STV Studios continues to be busy, announcing significant recommissions within its auction content franchise. Separately, ITV reported an improving ad trend for 2024 (+3% Q1, +11% Q2) in a trading update. STV has not updated the market on FY24 trading since prelims on 4 March, but a site visit for investors scheduled for 5 June could provide a natural opportunity for the company to do so.
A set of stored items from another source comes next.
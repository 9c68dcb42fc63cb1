// core/tests/test_grading.rs
use fitnesstest_core::grading::{grade, Gender, Level};
use fitnesstest_core::session::ExerciseKind;
use fitnesstest_core::FitnessError;

#[test]
fn pushup_bands_follow_table() {
    let g = |n: f64, age| grade(ExerciseKind::Pushups, n, age, Gender::Male);
    assert_eq!(g(35.0, 15), Level::Excellent);
    assert_eq!(g(20.0, 15), Level::Average);
    // hullet mellom Average og Excellent faller til Below Average
    assert_eq!(g(30.0, 15), Level::BelowAverage);
    assert_eq!(g(10.0, 25), Level::BelowAverage);
    assert_eq!(g(40.0, 12), Level::NotApplicable);

    assert_eq!(grade(ExerciseKind::Pushups, 24.0, 30, Gender::Female), Level::Excellent);
}

#[test]
fn situp_bands_and_age_limits() {
    assert_eq!(grade(ExerciseKind::Situps, 45.0, 18, Gender::Male), Level::Excellent);
    assert_eq!(grade(ExerciseKind::Situps, 36.0, 18, Gender::Male), Level::AboveAverage);
    assert_eq!(grade(ExerciseKind::Situps, 29.0, 18, Gender::Male), Level::Average);
    assert_eq!(grade(ExerciseKind::Situps, 28.0, 18, Gender::Male), Level::BelowAverage);
    assert_eq!(grade(ExerciseKind::Situps, 50.0, 45, Gender::Female), Level::NotApplicable);
}

#[test]
fn reach_and_jump_bands() {
    assert_eq!(grade(ExerciseKind::SitAndReach, 30.0, 17, Gender::Female), Level::Excellent);
    assert_eq!(grade(ExerciseKind::SitAndReach, 12.0, 25, Gender::Male), Level::Average);
    assert_eq!(grade(ExerciseKind::SitAndReach, 12.0, 40, Gender::Male), Level::NotApplicable);

    assert_eq!(grade(ExerciseKind::VerticalJump, 70.0, 25, Gender::Male), Level::Excellent);
    assert_eq!(grade(ExerciseKind::VerticalJump, 35.0, 17, Gender::Female), Level::BelowAverage);
    assert_eq!(grade(ExerciseKind::VerticalJump, 0.0, 17, Gender::Female), Level::Poor);
}

#[test]
fn gender_parsing_is_case_insensitive() {
    assert_eq!("Male".parse::<Gender>().expect("male"), Gender::Male);
    assert_eq!(" FEMALE ".parse::<Gender>().expect("female"), Gender::Female);
    assert!(matches!("other".parse::<Gender>(), Err(FitnessError::UnknownGender(_))));
}

#[test]
fn level_display_and_wire_names() {
    assert_eq!(Level::BelowAverage.to_string(), "Below Average");
    assert_eq!(serde_json::to_string(&Level::NotApplicable).expect("json"), "\"N/A\"");
    assert_eq!(serde_json::to_string(&Level::AboveAverage).expect("json"), "\"Above Average\"");
}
ITV has indicated a healthy start for Total Advertising Revenue (TAR) with Q1 revenue growth of 3%. Guidance for Q2, boosted by the Euros in June, is for 12% growth resulting in H1 guidance of 8%. While not a perfect indicator for STV it implies our H1 +4% TAR growth assumption is light. This provides some significant comfort for STV estimates (broadly £2-3m of profit subject to mix vs FY24 PGe EBIT of £20.3m) given the markets macro concerns and the softness in the production market. If advertising continues to be firm in the TV/Video market, then production may also see a pick-up sooner rather than later. The data from ITV also corroborates the positive yield data in the April online market we have been flagging and the positive update from Reach. This is arguably creating the most optimistic backdrop for B2C media since early 2022 and could well boost valuations within the subsector. We note Future has results next Thursday. ITV: Q1 TAR rose 3% in-line with previous guidance. Q2 TAR guidance has been set at 12%. This will include some of the benefit of the UEFA EURO 2023 Championship. This will also boost July/Q3 which does not provide guidance on. Total H1 TAR growth guidance is +8%. We have a 4% growth assumption for STV TAR in both H1 (and H2). STV Studios: STV announced three series of commissions for a total of 56 episodes yesterday. They include Antiques Road Trip (20x45’), Celebrity Antiques Road Trip (16x45’) and The Travelling Auctioneers (20 episodes). We estimate the gross value at between £5-10m. These were included in the £87m contract value update in March at the final results stage. Estimates: We stop short of lifting our STV estimates at this stage, but flag the comfort provided by the ITV update. Valuation: The shares have been performing well (+27% YTD), but there is still significant upside to our 12-month Target Price which is based on 10x 2025e EV/EBIT.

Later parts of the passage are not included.